The central paradox: Security as the main blocker
Despite security operations being a primary beneficiary, security itself remains the single greatest hurdle to implementation.
When executives were asked to name the most important factor in considering LLM providers, the number one concern was data privacy and security, cited by 37% of respondents. This was followed by integration with existing systems (28%), and cost (27%).
The data is clear, but success is not guaranteed. In fact, the very thing security teams want — more AI — is currently being blocked by their number one concern.
Because the central paradox is that organizations are reluctant to adopt the very technology that could help solve their security challenges because of the security risks inherent in adopting it, the path to successful AI adoption must be about more than just the model. It’s also about the critical importance of a modern, integrated data strategy that prioritizes strong governance and security protocols from the start.
Next steps for maximizing your AI investment return
The 2025 data suggests the industry has turned a corner. At leading organizations, the discussion has matured from AI as a conceptual "assistant" to AI "agents" as a core, measurable component of the security program.

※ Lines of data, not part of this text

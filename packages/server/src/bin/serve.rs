//! `predictor-serve`: serves the identity component over HTTP and RPC.

use std::sync::Arc;

use anyhow::Context;
use clap::Parser;
use metrics_exporter_prometheus::PrometheusBuilder;
use predictor_server::component::{Component, Identity};
use predictor_server::config::RuntimeConfig;
use predictor_server::metrics::MetricsAggregator;
use predictor_server::network::{AppState, NetworkModule};
use predictor_server::service::Dispatcher;
use predictor_server::telemetry::init_tracing;
use tracing::info;

fn main() -> anyhow::Result<()> {
    let config = RuntimeConfig::parse();
    init_tracing(&config.log_level, config.log_json)?;

    let mut runtime = tokio::runtime::Builder::new_multi_thread();
    if let Some(workers) = config.workers {
        runtime.worker_threads(workers.max(1));
    }
    runtime.enable_all().build()?.block_on(run(config))
}

async fn run(config: RuntimeConfig) -> anyhow::Result<()> {
    let prometheus = PrometheusBuilder::new()
        .install_recorder()
        .context("installing prometheus recorder")?;

    let component = Arc::new(Identity::new(config.model_name.clone()));
    component.load().await.context("loading component")?;

    let dispatcher = Dispatcher::new(
        component,
        Arc::new(MetricsAggregator::new()),
        config.server(),
    );
    let state = AppState::new(
        dispatcher,
        config.network(),
        config.server(),
        config.deployment(),
    )
    .with_prometheus(prometheus);

    let mut module = NetworkModule::new(state);
    let ports = module.start().await?;
    info!(
        http = ports.http,
        rpc = ports.rpc,
        unit = %config.predictive_unit_id,
        "predictor serving"
    );

    module
        .serve(async {
            if tokio::signal::ctrl_c().await.is_ok() {
                info!("interrupt received, shutting down");
            }
        })
        .await
}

The early adopters are already reaping quantifiable benefits, not just in efficiency (fewer tickets, faster resolution) but in efficacy (better threat identification). For organizations still on the sidelines, the report serves as a clear indication that the cost of inaction is a widening gap.
Success, however, will not be automatic. It requires executive-level sponsorship, a willingness to invest new budget, and a foundational solution to the data privacy and security paradox.